→ What is being asked
Report the number of lines in the records below that contain the word "stride", and nothing more.

(Data excerpts)
++++++++

use clap::ValueEnum;
use num_complex::Complex;
use serde::{Deserialize, Serialize};
use std::f64::consts::PI;

use crate::error::AnalysisError;

/// A single frequency- or time-domain value
pub type ComplexValue = Complex<f64>;

/// An ordered block of complex samples, one analysis cycle's worth.
#[derive(Debug, Clone, PartialEq)]
pub struct Frame {
    values: Vec<ComplexValue>,
}

impl Frame {
    pub fn new(values: Vec<ComplexValue>) -> Self {
        Self { values }
    }

    /// Build a frame from real samples (imaginary parts zero)
    pub fn from_real(samples: &[f64]) -> Self {
        Self {
            values: samples.iter().map(|&s| Complex::new(s, 0.0)).collect(),
        }
    }

    pub fn len(&self) -> usize {
        self.values.len()
    }

    pub fn is_empty(&self) -> bool {
        self.values.is_empty()
    }

    pub fn as_slice(&self) -> &[ComplexValue] {
        &self.values
    }

    pub fn into_inner(self) -> Vec<ComplexValue> {
        self.values
    }
}

impl From<Vec<ComplexValue>> for Frame {
    fn from(values: Vec<ComplexValue>) -> Self {
        Self::new(values)
    }
}

/// Which radix-2 formulation the engine runs. Both produce the same output.
#[derive(Debug, Clone, Copy, Serialize, Deserialize, Default, ValueEnum, PartialEq, Eq)]
#[serde(rename_all = "lowercase")]
pub enum FftAlgorithm {
    /// Textbook even/odd split, allocating at every level
    #[default]
    Recursive,
    /// In-place bit-reversal permutation followed by butterfly passes
    Iterative,
}

/// Radix-2 decimation-in-time FFT for a fixed power-of-two size.
///
/// The size is checked once in [`FftEngine::new`]; `transform` only checks that
/// each frame has that length.
#[derive(Debug, Clone)]
pub struct FftEngine {
    size: usize,
    algorithm: FftAlgorithm,
    // W_k = e^{-2πik/N} for k in 0..N/2. A sub-transform of length m reads every (N/m)th entry.
    twiddles: Vec<ComplexValue>,
}

impl FftEngine {
    pub fn new(size: usize, algorithm: FftAlgorithm) -> Result<Self, AnalysisError> {
        if !size.is_power_of_two() {
            return Err(AnalysisError::SizeNotPowerOfTwo(size));
        }

        let twiddles = (0..size / 2)
            .map(|k| {
                let angle = -2.0 * PI * k as f64 / size as f64;
                Complex::new(angle.cos(), angle.sin())
            })
            .collect();

        Ok(Self {
            size,
            algorithm,
            twiddles,
        })
    }

    pub fn size(&self) -> usize {
        self.size
    }

    pub fn algorithm(&self) -> FftAlgorithm {
        self.algorithm
    }

    /// Compute the discrete Fourier transform of `frame`
    pub fn transform(&self, frame: Frame) -> Result<Frame, AnalysisError> {
        if frame.len() != self.size {
            return Err(AnalysisError::FrameLength {
                expected: self.size,
                actual: frame.len(),
            });
        }

        let output = match self.algorithm {
            FftAlgorithm::Recursive => self.recursive(frame.as_slice()),
            FftAlgorithm::Iterative => {
                let mut values = frame.into_inner();
                self.iterative(&mut values);
                values
            }
        };

        Ok(Frame::new(output))
    }

    fn recursive(&self, input: &[ComplexValue]) -> Vec<ComplexValue> {
        let n = input.len();
        if n == 1 {
            return vec![input[0]];
        }

        let half = n / 2;
        let even: Vec<ComplexValue> = input.iter().step_by(2).copied().collect();
        let odd: Vec<ComplexValue> = input.iter().skip(1).step_by(2).copied().collect();

        let even = self.recursive(&even);
        let odd = self.recursive(&odd);

        let stride = self.size / n;
        let mut output = vec![Complex::new(0.0, 0.0); n];
        for k in 0..half {
            let t = self.twiddles[k * stride] * odd[k];
            output[k] = even[k] + t;
            output[k + half] = even[k] - t;
        }
        output
    }

    fn iterative(&self, data: &mut [ComplexValue]) {
        let n = data.len();
        if n <= 1 {
            return;
        }

        let bits = n.trailing_zeros();
        for i in 0..n {
            let j = i.reverse_bits() >> (usize::BITS - bits);
            if i < j {
                data.swap(i, j);
            }
        }

        let mut len = 2;
        while len <= n {
            let half = len / 2;
            let stride = n / len;
            for start in (0..n).step_by(len) {
                for k in 0..half {
                    let u = data[start + k];
                    let v = data[start + k + half] * self.twiddles[k * stride];
                    data[start + k] = u + v;
                    data[start + k + half] = u - v;
                }
            }
            len <<= 1;
        }
    }
}

#[cfg(test)]
mod tests {
    use super::*;

    const EPSILON: f64 = 1e-9;
    const ALGORITHMS: [FftAlgorithm; 2] = [FftAlgorithm::Recursive, FftAlgorithm::Iterative];

    fn magnitudes(frame: &Frame) -> Vec<f64> {
        frame.as_slice().iter().map(|c| c.norm()).collect()
    }

    /// Deterministic pseudo-random samples in [-1, 1]
    fn noise(len: usize, seed: u64) -> Vec<f64> {
        let mut state = seed;
        (0..len)
            .map(|_| {
                state = state.wrapping_mul(6364136223846793005).wrapping_add(1442695040888963407);
                ((state >> 11) as f64 / (1u64 << 53) as f64) * 2.0 - 1.0
            })
            .collect()
    }

    #[test]
    fn test_impulse_is_flat() {
        for algorithm in ALGORITHMS {
            let engine = FftEngine::new(64, algorithm).unwrap();
            let mut samples = vec![0.0; 64];
            samples[0] = 1.0;

            let out = engine.transform(Frame::from_real(&samples)).unwrap();
            for (i, mag) in magnitudes(&out).into_iter().enumerate() {
                assert!(
                    (mag - 1.0).abs() < EPSILON,
                    "{:?}: bin {} magnitude {}, expected 1.0", algorithm, i, mag
                );
            }
        }
    }

    #[test]
    fn test_all_ones_n8() {
        for algorithm in ALGORITHMS {
            let engine = FftEngine::new(8, algorithm).unwrap();
            let out = engine.transform(Frame::from_real(&[1.0; 8])).unwrap();
            let mags = magnitudes(&out);

            assert!((mags[0] - 8.0).abs() < EPSILON, "DC was {}", mags[0]);
            for (i, &mag) in mags.iter().enumerate().skip(1) {
                assert!(mag.abs() < EPSILON, "{:?}: bin {} was {}", algorithm, i, mag);
            }
        }
    }

    #[test]
    fn test_single_point_passthrough() {
        let engine = FftEngine::new(1, FftAlgorithm::Recursive).unwrap();
        let value = Complex::new(0.25, -0.5);
        let out = engine.transform(Frame::new(vec![value])).unwrap();
        assert_eq!(out.as_slice(), &[value]);
    }

    #[test]
    fn test_linearity() {
        let n = 256;
        let (a, b) = (0.7, -1.3);
        let x = noise(n, 1);
        let y = noise(n, 2);
        let combined: Vec<f64> = x.iter().zip(&y).map(|(&x, &y)| a * x + b * y).collect();

        for algorithm in ALGORITHMS {
            let engine = FftEngine::new(n, algorithm).unwrap();
            let fx = engine.transform(Frame::from_real(&x)).unwrap();
            let fy = engine.transform(Frame::from_real(&y)).unwrap();
            let fc = engine.transform(Frame::from_real(&combined)).unwrap();

            for k in 0..n {
                let expected = fx.as_slice()[k] * a + fy.as_slice()[k] * b;
                let diff = (fc.as_slice()[k] - expected).norm();
                assert!(diff < 1e-9, "{:?}: bin {} off by {}", algorithm, k, diff);
            }
        }
    }

    #[test]
    fn test_sinusoid_peak_bin() {
        let n = 1024;
        let sample_rate = 44100.0;
        let resolution = sample_rate / n as f64;
        let frequency = 40.0 * resolution;

        let samples: Vec<f64> = (0..n)
            .map(|i| (2.0 * PI * frequency * i as f64 / sample_rate).sin())
            .collect();

        for algorithm in ALGORITHMS {
            let engine = FftEngine::new(n, algorithm).unwrap();
            let out = engine.transform(Frame::from_real(&samples)).unwrap();
            let mags = magnitudes(&out);

            let peak = mags[..n / 2]
                .iter()
                .enumerate()
                .max_by(|a, b| a.1.total_cmp(b.1))
                .map(|(i, _)| i)
                .unwrap();

            let expected = (frequency * n as f64 / sample_rate).round() as usize;
            assert_eq!(peak, expected, "{:?}: peak at wrong bin", algorithm);
        }
    }

    #[test]
    fn test_parseval() {
        let n = 512;
        let samples = noise(n, 7);
        let time_energy: f64 = samples.iter().map(|s| s * s).sum();

        for algorithm in ALGORITHMS {
            let engine = FftEngine::new(n, algorithm).unwrap();
            let out = engine.transform(Frame::from_real(&samples)).unwrap();
            let freq_energy: f64 = out.as_slice().iter().map(|c| c.norm_sqr()).sum::<f64>() / n as f64;

            assert!(
                (time_energy - freq_energy).abs() < 1e-12 * n as f64 * time_energy.max(1.0),
                "{:?}: time {} vs freq {}", algorithm, time_energy, freq_energy
            );
        }
    }

    #[test]
    fn test_algorithms_match_rustfft() {
        let n = 2048;
        let samples = noise(n, 42);

        let mut reference: Vec<rustfft::num_complex::Complex<f64>> = samples
            .iter()
            .map(|&s| rustfft::num_complex::Complex::new(s, 0.0))
            .collect();
        rustfft::FftPlanner::new().plan_fft_forward(n).process(&mut reference);

        for algorithm in ALGORITHMS {
            let engine = FftEngine::new(n, algorithm).unwrap();
            let out = engine.transform(Frame::from_real(&samples)).unwrap();

            for (k, (ours, theirs)) in out.as_slice().iter().zip(&reference).enumerate() {
                assert!(
                    (ours.re - theirs.re).abs() < 1e-8 && (ours.im - theirs.im).abs() < 1e-8,
                    "{:?}: bin {} is {} but rustfft gives {}", algorithm, k, ours, theirs
                );
            }
        }
    }

    #[test]
    fn test_rejects_non_power_of_two() {
        for size in [0, 3, 100, 1000] {
            assert!(
                matches!(
                    FftEngine::new(size, FftAlgorithm::Recursive),
                    Err(AnalysisError::SizeNotPowerOfTwo(s)) if s == size
                ),
                "size {} should be rejected", size
            );
        }
    }

    #[test]
    fn test_wrong_frame_length() {
        let engine = FftEngine::new(16, FftAlgorithm::Iterative).unwrap();
        let err = engine.transform(Frame::from_real(&[0.0; 8])).unwrap_err();
        assert!(matches!(err, AnalysisError::FrameLength { expected: 16, actual: 8 }));
    }
}
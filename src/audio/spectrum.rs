use std::sync::Arc;
use std::time::Instant;
use tokio::sync::watch;

use super::fft::Frame;

/// Linear magnitude spectrum for bins `0..N/2` of one analysis cycle.
#[derive(Debug, Clone, PartialEq)]
pub struct Spectrum {
    magnitudes: Vec<f64>,
    sample_rate: u32,
    fft_size: usize,
    /// 0 for the initial empty value, then 1, 2, ... per published cycle
    generation: u64,
    captured_at: Instant,
}

impl Spectrum {
    /// Placeholder published before the first cycle completes
    pub fn empty(sample_rate: u32, fft_size: usize) -> Self {
        Self {
            magnitudes: Vec::new(),
            sample_rate,
            fft_size,
            generation: 0,
            captured_at: Instant::now(),
        }
    }

    /// Magnitudes of the lower half of a transformed frame. Bins at and above
    /// N/2 mirror the lower half for real input and are dropped.
    pub fn from_transform(transformed: &Frame, sample_rate: u32, generation: u64) -> Self {
        let fft_size = transformed.len();
        let magnitudes = transformed.as_slice()[..fft_size / 2]
            .iter()
            .map(|c| {
                let magnitude = c.norm();
                if magnitude.is_finite() {
                    magnitude
                } else {
                    0.0
                }
            })
            .collect();

        Self {
            magnitudes,
            sample_rate,
            fft_size,
            generation,
            captured_at: Instant::now(),
        }
    }

    pub fn magnitudes(&self) -> &[f64] {
        &self.magnitudes
    }

    pub fn len(&self) -> usize {
        self.magnitudes.len()
    }

    pub fn is_empty(&self) -> bool {
        self.magnitudes.is_empty()
    }

    pub fn sample_rate(&self) -> u32 {
        self.sample_rate
    }

    pub fn fft_size(&self) -> usize {
        self.fft_size
    }

    pub fn generation(&self) -> u64 {
        self.generation
    }

    pub fn captured_at(&self) -> Instant {
        self.captured_at
    }

    /// Hz per bin
    pub fn bin_resolution(&self) -> f64 {
        self.sample_rate as f64 / self.fft_size as f64
    }

    /// Centre frequency of bin `index`: `index · sample_rate / N`
    pub fn frequency_of(&self, index: usize) -> f64 {
        index as f64 * self.bin_resolution()
    }

    pub fn nyquist(&self) -> f64 {
        self.sample_rate as f64 / 2.0
    }

    /// Strongest bin as `(index, magnitude)`
    pub fn peak(&self) -> Option<(usize, f64)> {
        self.magnitudes
            .iter()
            .copied()
            .enumerate()
            .max_by(|a, b| a.1.total_cmp(&b.1))
    }
}

/// Single writer side of the latest-spectrum cell.
///
/// Each `publish` builds a complete [`Spectrum`] and swaps it in as a new
/// `Arc`; a published spectrum is never modified, so readers cannot observe a
/// mix of two cycles. Unread spectra are simply replaced.
pub struct SpectrumPublisher {
    sender: watch::Sender<Arc<Spectrum>>,
    sample_rate: u32,
    generation: u64,
}

impl SpectrumPublisher {
    pub fn new(sample_rate: u32, fft_size: usize) -> (Self, SpectrumReader) {
        let (sender, receiver) = watch::channel(Arc::new(Spectrum::empty(sample_rate, fft_size)));
        let publisher = Self {
            sender,
            sample_rate,
            generation: 0,
        };
        (publisher, SpectrumReader::new(receiver))
    }

    /// Compute magnitudes from a transformed frame and make them the latest snapshot
    pub fn publish(&mut self, transformed: &Frame) -> Arc<Spectrum> {
        self.generation += 1;
        let spectrum = Arc::new(Spectrum::from_transform(
            transformed,
            self.sample_rate,
            self.generation,
        ));
        // Works with zero receivers too; the old snapshot drops once its last reader lets go
        self.sender.send_replace(Arc::clone(&spectrum));
        spectrum
    }

    pub fn latest(&self) -> Arc<Spectrum> {
        Arc::clone(&self.sender.borrow())
    }

    pub fn generation(&self) -> u64 {
        self.generation
    }

    pub fn subscribe(&self) -> SpectrumReader {
        SpectrumReader::new(self.sender.subscribe())
    }
}

/// Pull-based read handle for renderers. Cheap to clone and never waits on the writer.
#[derive(Clone)]
pub struct SpectrumReader {
    receiver: watch::Receiver<Arc<Spectrum>>,
    // Generation returned by the last `latest_and_mark`
    seen: u64,
}

impl SpectrumReader {
    fn new(receiver: watch::Receiver<Arc<Spectrum>>) -> Self {
        let seen = receiver.borrow().generation();
        Self { receiver, seen }
    }

    /// Most recently published spectrum (empty before the first cycle)
    pub fn latest(&self) -> Arc<Spectrum> {
        Arc::clone(&self.receiver.borrow())
    }

    /// Latest spectrum, and mark it seen for [`has_update`](Self::has_update)
    pub fn latest_and_mark(&mut self) -> Arc<Spectrum> {
        let spectrum = Arc::clone(&self.receiver.borrow_and_update());
        self.seen = spectrum.generation();
        spectrum
    }

    /// Whether something was published since the last `latest_and_mark`.
    /// Still true after the publisher is gone if the final spectrum is unread.
    pub fn has_update(&self) -> bool {
        self.generation() > self.seen
    }

    pub fn generation(&self) -> u64 {
        self.receiver.borrow().generation()
    }

    /// Wait for the next publication. Errors once the publisher is gone.
    pub async fn changed(&mut self) -> Result<(), watch::error::RecvError> {
        self.receiver.changed().await
    }
}
#![forbid(unsafe_code)]

use crate::lifecycle::StatusChangeOutcome;
use fo_core::status::JobType;
use fo_core::transition::TransitionDecision;
use fo_storage::JobRow;
use serde_json::{Value, json};

/// Wire shape of a job row.
pub fn job_json(job: &JobRow) -> Value {
    json!({
        "id": job.id,
        "number": job.number,
        "status": job.status.as_str(),
        "title": job.title,
        "description": job.description,
        "priority": job.priority.as_str(),
        "job_type": job.job_type.map(JobType::as_str),
        "property_id": job.property_id,
        "customer_id": job.customer_id,
        "assigned_to": job.assigned_to,
        "scheduled_start_ms": job.scheduled_start_ms,
        "scheduled_end_ms": job.scheduled_end_ms,
        "actual_start_ms": job.actual_start_ms,
        "actual_end_ms": job.actual_end_ms,
        "total_amount_cents": job.total_amount_cents,
        "notes": job.notes,
        "created_by": job.created_by,
        "created_at_ms": job.created_at_ms,
        "updated_at_ms": job.updated_at_ms,
    })
}

pub fn decision_json(decision: &TransitionDecision) -> Value {
    json!({
        "allowed": decision.allowed,
        "reason": decision.reason,
        "required_fields": decision.required_fields,
        "warnings": decision.warnings,
    })
}

pub fn status_change_json(outcome: &StatusChangeOutcome) -> Value {
    json!({
        "applied": outcome.applied(),
        "decision": decision_json(&outcome.decision),
        "job": outcome.job.as_ref().map(job_json),
    })
}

++++++++

→ Response area
4